Les frais de fabrication d’une tonne d’acier en barres laminées se décomposent en trois parts, en gros équivalentes: plus du tiers pour les matières premières, un petit tiers pour les sources d’énergie, un gros tiers pour les frais de personnel. Chacun de ces postes a plus ou moins rapidement augmenté depuis trente ans: les matières premières moins que les deux autres postes, encore que, pour l’acier Martin et surtout les aciers électriques, le marché de la ferraille ait un caractère très spéculatif et qu’à certaines périodes le prix de la tonne de ferrailles ait presque atteint celui de la tonne d’acier neuf en lingots. Les prix du coke et des autres sources d’énergie, fuel oil injecté dans les hauts fourneaux, électricité, ont subi dès avant 1974 des augmentations importantes, et la hausse des prix s’est fortement accélérée depuis le premier choc pétrolier de 1973-1974; ce n’est que tout récemment que les entreprises les plus performantes, conduisant une politique d’économie et de récupération de l’énergie, ont pu stabiliser, voire commencer à diminuer (mais à partir d’un niveau élevé) le poids des coûts d’énergie dans les prix de revient.
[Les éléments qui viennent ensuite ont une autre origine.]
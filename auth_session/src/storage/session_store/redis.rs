use async_trait::async_trait;
use redis::{self, AsyncCommands};
use std::collections::HashMap;
use std::sync::LazyLock;
use uuid::Uuid;

use crate::realm::Realm;
use crate::storage::errors::StorageError;
use crate::storage::types::{
    AuthenticationSession, RootAuthenticationSession, TabRemoval, UserSession,
};
use crate::utils::gen_random_string;

use super::types::{AuthSessionStore, RedisAuthSessionStore};

const KEY_PREFIX: &str = "auth_session";

// KEYS[1] root hash, KEYS[2] tabs hash, ARGV[1] tab id.
// Returns -1 when the root is missing, 0 when this call removed the root,
// otherwise the number of remaining tabs.
static REMOVE_TAB_SCRIPT: LazyLock<redis::Script> = LazyLock::new(|| {
    redis::Script::new(
        r"
        if redis.call('EXISTS', KEYS[1]) == 0 then
            return -1
        end
        redis.call('HDEL', KEYS[2], ARGV[1])
        local remaining = redis.call('HLEN', KEYS[2])
        if remaining == 0 then
            redis.call('DEL', KEYS[1], KEYS[2])
        end
        return remaining
        ",
    )
});

// KEYS[1] root hash, KEYS[2] tabs hash, ARGV[1] tab id, ARGV[2] tab json.
// The tabs hash inherits the root's remaining TTL.
static CREATE_TAB_SCRIPT: LazyLock<redis::Script> = LazyLock::new(|| {
    redis::Script::new(
        r"
        if redis.call('EXISTS', KEYS[1]) == 0 then
            return 0
        end
        if redis.call('HSETNX', KEYS[2], ARGV[1], ARGV[2]) == 0 then
            return -1
        end
        local ttl = redis.call('PTTL', KEYS[1])
        if ttl > 0 then
            redis.call('PEXPIRE', KEYS[2], ttl)
        end
        return 1
        ",
    )
});

// KEYS[1] root hash, KEYS[2] tabs hash, ARGV[1] timestamp, ARGV[2] expire-at.
static SET_TIMESTAMP_SCRIPT: LazyLock<redis::Script> = LazyLock::new(|| {
    redis::Script::new(
        r"
        if redis.call('EXISTS', KEYS[1]) == 0 then
            return 0
        end
        redis.call('HSET', KEYS[1], 'timestamp', ARGV[1])
        redis.call('EXPIREAT', KEYS[1], ARGV[2])
        redis.call('EXPIREAT', KEYS[2], ARGV[2])
        return 1
        ",
    )
});

impl RedisAuthSessionStore {
    pub fn new(client: redis::Client) -> Self {
        Self { client }
    }

    fn root_key(realm: &str, id: &str) -> String {
        format!("{KEY_PREFIX}:root:{realm}:{id}")
    }

    fn tabs_key(realm: &str, id: &str) -> String {
        format!("{KEY_PREFIX}:tabs:{realm}:{id}")
    }

    fn user_session_key(realm: &str, id: &str) -> String {
        format!("{KEY_PREFIX}:user_session:{realm}:{id}")
    }
}

#[async_trait]
impl AuthSessionStore for RedisAuthSessionStore {
    async fn init(&self) -> Result<(), StorageError> {
        // Verify the connection works
        let _conn = self.client.get_multiplexed_async_connection().await?;
        Ok(())
    }

    async fn create_root_session(
        &self,
        realm: &Realm,
        timestamp: i64,
    ) -> Result<RootAuthenticationSession, StorageError> {
        let mut conn = self.client.get_multiplexed_async_connection().await?;

        let id = Uuid::new_v4().to_string();
        let root_key = Self::root_key(&realm.name, &id);
        let expire_at = timestamp + realm.auth_session_lifespan();

        let _: () = redis::pipe()
            .atomic()
            .cmd("HSET")
            .arg(&root_key)
            .arg("id")
            .arg(&id)
            .arg("realm")
            .arg(&realm.name)
            .arg("timestamp")
            .arg(timestamp)
            .ignore()
            .cmd("EXPIREAT")
            .arg(&root_key)
            .arg(expire_at)
            .ignore()
            .query_async(&mut conn)
            .await?;

        Ok(RootAuthenticationSession {
            id,
            realm: realm.name.clone(),
            timestamp,
            tabs: HashMap::new(),
        })
    }

    async fn get_root_session(
        &self,
        realm: &Realm,
        id: &str,
    ) -> Result<Option<RootAuthenticationSession>, StorageError> {
        let mut conn = self.client.get_multiplexed_async_connection().await?;

        let (fields, stored_tabs): (HashMap<String, String>, HashMap<String, String>) =
            redis::pipe()
                .cmd("HGETALL")
                .arg(Self::root_key(&realm.name, id))
                .cmd("HGETALL")
                .arg(Self::tabs_key(&realm.name, id))
                .query_async(&mut conn)
                .await?;

        if fields.is_empty() {
            return Ok(None);
        }

        let timestamp = fields
            .get("timestamp")
            .and_then(|t| t.parse::<i64>().ok())
            .ok_or_else(|| {
                StorageError::InvalidData(format!("Root session {id} has no valid timestamp"))
            })?;

        let mut tabs = HashMap::with_capacity(stored_tabs.len());
        for (tab_id, json) in stored_tabs {
            let tab: AuthenticationSession = serde_json::from_str(&json)?;
            tabs.insert(tab_id, tab);
        }

        Ok(Some(RootAuthenticationSession {
            id: id.to_string(),
            realm: realm.name.clone(),
            timestamp,
            tabs,
        }))
    }

    async fn remove_root_session(&self, realm: &Realm, id: &str) -> Result<(), StorageError> {
        let mut conn = self.client.get_multiplexed_async_connection().await?;

        let keys = vec![
            Self::root_key(&realm.name, id),
            Self::tabs_key(&realm.name, id),
        ];
        let _: () = conn.del(keys).await?;
        Ok(())
    }

    async fn create_tab(
        &self,
        realm: &Realm,
        root_id: &str,
        client_id: &str,
    ) -> Result<Option<AuthenticationSession>, StorageError> {
        let mut conn = self.client.get_multiplexed_async_connection().await?;

        loop {
            let tab = AuthenticationSession {
                tab_id: gen_random_string(8)?,
                client_id: client_id.to_string(),
                root_session_id: root_id.to_string(),
                realm: realm.name.clone(),
            };
            let json = serde_json::to_string(&tab)?;

            let created: i64 = CREATE_TAB_SCRIPT
                .key(Self::root_key(&realm.name, root_id))
                .key(Self::tabs_key(&realm.name, root_id))
                .arg(&tab.tab_id)
                .arg(json)
                .invoke_async(&mut conn)
                .await?;

            match created {
                1 => return Ok(Some(tab)),
                0 => return Ok(None),
                _ => tracing::debug!("Tab id collision in root session {}, retrying", root_id),
            }
        }
    }

    async fn remove_tab(
        &self,
        realm: &Realm,
        root_id: &str,
        tab_id: &str,
    ) -> Result<TabRemoval, StorageError> {
        let mut conn = self.client.get_multiplexed_async_connection().await?;

        let remaining: i64 = REMOVE_TAB_SCRIPT
            .key(Self::root_key(&realm.name, root_id))
            .key(Self::tabs_key(&realm.name, root_id))
            .arg(tab_id)
            .invoke_async(&mut conn)
            .await?;

        Ok(match remaining {
            r if r < 0 => TabRemoval::RootNotFound,
            0 => TabRemoval::RootRemoved,
            r => TabRemoval::TabsRemaining(r as usize),
        })
    }

    async fn set_timestamp(
        &self,
        realm: &Realm,
        root_id: &str,
        timestamp: i64,
    ) -> Result<bool, StorageError> {
        let mut conn = self.client.get_multiplexed_async_connection().await?;

        let updated: i64 = SET_TIMESTAMP_SCRIPT
            .key(Self::root_key(&realm.name, root_id))
            .key(Self::tabs_key(&realm.name, root_id))
            .arg(timestamp)
            .arg(timestamp + realm.auth_session_lifespan())
            .invoke_async(&mut conn)
            .await?;

        Ok(updated == 1)
    }

    async fn get_user_session(
        &self,
        realm: &Realm,
        id: &str,
    ) -> Result<Option<UserSession>, StorageError> {
        let mut conn = self.client.get_multiplexed_async_connection().await?;

        let value: Option<String> = conn.get(Self::user_session_key(&realm.name, id)).await?;

        match value {
            Some(v) => Ok(Some(serde_json::from_str(&v)?)),
            None => Ok(None),
        }
    }

    async fn put_user_session(&self, session: UserSession) -> Result<(), StorageError> {
        let mut conn = self.client.get_multiplexed_async_connection().await?;

        let key = Self::user_session_key(&session.realm, &session.id);
        let value = serde_json::to_string(&session)?;
        let _: () = conn.set(&key, value).await?;
        Ok(())
    }

    async fn remove_expired(&self, realm: &Realm, _now: i64) -> Result<usize, StorageError> {
        // Root and tab keys carry EXPIREAT deadlines, so redis evicts them itself.
        tracing::trace!("Skipping sweep for realm {}: redis expires keys", realm.name);
        Ok(0)
    }
}
use axum::{
    Json,
    extract::{Path, State},
    response::Response,
};
use http::StatusCode;
use serde::{Deserialize, Serialize};

use auth_session::{
    DetachedMessage, STATE_CHECKER_PARAM, add_tab, create_authentication_session,
    finalize_successful_tab, generate_and_set_state_checker_cookie,
    get_current_authentication_session, get_current_root_session,
    get_user_session_from_auth_cookie, remove_tab, verify_state_checker_parameter,
};

use super::error::IntoResponseError;
use super::extract::AuthSessionRequest;
use super::state::AuthSessionState;

#[derive(Debug, Deserialize)]
pub(super) struct TabPath {
    tab_id: String,
}

#[derive(Debug, Serialize)]
pub(super) struct TabStarted {
    root_session_id: String,
    tab_id: String,
    client_id: String,
}

#[derive(Debug, Serialize)]
pub(super) struct TabRemoved {
    root_removed: bool,
    detached: bool,
}

fn required_param<'a>(
    req: &'a AuthSessionRequest,
    name: &str,
) -> Result<&'a str, (StatusCode, String)> {
    req.query_param(name)
        .filter(|value| !value.is_empty())
        .ok_or((StatusCode::BAD_REQUEST, format!("Missing {name} parameter")))
}

fn not_found(what: &str) -> (StatusCode, String) {
    (StatusCode::NOT_FOUND, format!("No current {what}"))
}

/// Open a new tab, reusing the browser's root session when there is one.
pub(super) async fn start_tab(
    State(state): State<AuthSessionState>,
    mut req: AuthSessionRequest,
) -> Result<Response, (StatusCode, String)> {
    let client_id = required_param(&req, "client_id")?.to_string();
    let services = &state.services;

    let mut ctx = req.context();
    let root = match get_current_root_session(services, &mut ctx)
        .await
        .into_response_error()?
    {
        Some(root) => root,
        None => create_authentication_session(services, &mut ctx, true)
            .await
            .into_response_error()?,
    };
    let tab = add_tab(services, ctx.realm, &root, &client_id)
        .await
        .into_response_error()?
        .ok_or((
            StatusCode::CONFLICT,
            "Authentication session ended while opening the tab".to_string(),
        ))?;

    req.respond((
        StatusCode::CREATED,
        Json(TabStarted {
            root_session_id: root.id,
            tab_id: tab.tab_id,
            client_id: tab.client_id,
        }),
    ))
}

pub(super) async fn current_root_session(
    State(state): State<AuthSessionState>,
    mut req: AuthSessionRequest,
) -> Result<Response, (StatusCode, String)> {
    let root = get_current_root_session(&state.services, &mut req.context())
        .await
        .into_response_error()?
        .ok_or_else(|| not_found("authentication session"))?;
    req.respond(Json(root))
}

pub(super) async fn current_tab(
    State(state): State<AuthSessionState>,
    Path(path): Path<TabPath>,
    mut req: AuthSessionRequest,
) -> Result<Response, (StatusCode, String)> {
    let client_id = required_param(&req, "client_id")?.to_string();
    let tab = get_current_authentication_session(
        &state.services,
        &mut req.context(),
        &client_id,
        &path.tab_id,
    )
    .await
    .into_response_error()?
    .ok_or_else(|| not_found("tab"))?;
    req.respond(Json(tab))
}

pub(super) async fn current_user_session(
    State(state): State<AuthSessionState>,
    mut req: AuthSessionRequest,
) -> Result<Response, (StatusCode, String)> {
    let user_session = get_user_session_from_auth_cookie(&state.services, &mut req.context())
        .await
        .into_response_error()?
        .ok_or_else(|| not_found("user session"))?;
    req.respond(Json(user_session))
}

pub(super) async fn complete_tab(
    State(state): State<AuthSessionState>,
    Path(path): Path<TabPath>,
    mut req: AuthSessionRequest,
) -> Result<Response, (StatusCode, String)> {
    let client_id = required_param(&req, "client_id")?.to_string();
    let services = &state.services;

    let mut ctx = req.context();
    let tab = get_current_authentication_session(services, &mut ctx, &client_id, &path.tab_id)
        .await
        .into_response_error()?
        .ok_or_else(|| not_found("tab"))?;
    finalize_successful_tab(services, &mut ctx, &tab)
        .await
        .into_response_error()?;
    let detached = ctx.is_detached_auth_session();

    req.respond(Json(TabRemoved {
        root_removed: detached,
        detached,
    }))
}

pub(super) async fn delete_tab(
    State(state): State<AuthSessionState>,
    Path(path): Path<TabPath>,
    mut req: AuthSessionRequest,
) -> Result<Response, (StatusCode, String)> {
    let client_id = required_param(&req, "client_id")?.to_string();
    let services = &state.services;

    let mut ctx = req.context();
    let tab = get_current_authentication_session(services, &mut ctx, &client_id, &path.tab_id)
        .await
        .into_response_error()?
        .ok_or_else(|| not_found("tab"))?;
    let root_removed = remove_tab(services, &mut ctx, &tab)
        .await
        .into_response_error()?;
    let detached = ctx.is_detached_auth_session();

    req.respond(Json(TabRemoved {
        root_removed,
        detached,
    }))
}

/// Sign the state for a detached info page about to be shown.
pub(super) async fn render_detached_info(
    State(state): State<AuthSessionState>,
    mut req: AuthSessionRequest,
) -> Result<Response, (StatusCode, String)> {
    let message_key = required_param(&req, "message_key")?.to_string();
    let message_type = req.query_param("message_type").unwrap_or("info").to_string();

    let mut message = DetachedMessage::new(message_key, message_type);
    if let Some(status) = req.query_param("status") {
        let status = status
            .parse::<u16>()
            .map_err(|_| (StatusCode::BAD_REQUEST, format!("Invalid status: {status}")))?;
        message = message.status(status);
    }
    if let Some(client_id) = req.query_param("client_id") {
        message = message.client_id(client_id);
    }

    let detached = generate_and_set_state_checker_cookie(&state.services, &mut req.context(), message)
        .into_response_error()?;
    req.respond(Json(detached))
}

/// Accept a request coming from a detached info page.
pub(super) async fn verify_detached_info(
    State(state): State<AuthSessionState>,
    mut req: AuthSessionRequest,
) -> Result<Response, (StatusCode, String)> {
    let param = req.query_param(STATE_CHECKER_PARAM).map(str::to_string);
    let ctx = req.context();
    let detached = verify_state_checker_parameter(&state.services, &ctx, param.as_deref())
        .into_response_error()?;
    req.respond(Json(detached))
}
Quant au poste des charges de personnel, les gains de productivité n’ont pu, et de beaucoup, compenser les hausses de salaires et de charges sociales; les efforts des sociétés pour arrêter les usines obsolètes, et ainsi pour diminuer le volume de main-d’œuvre, se sont souvent heurtés à la résistance du personnel, des syndicats, dans certains cas des gouvernements.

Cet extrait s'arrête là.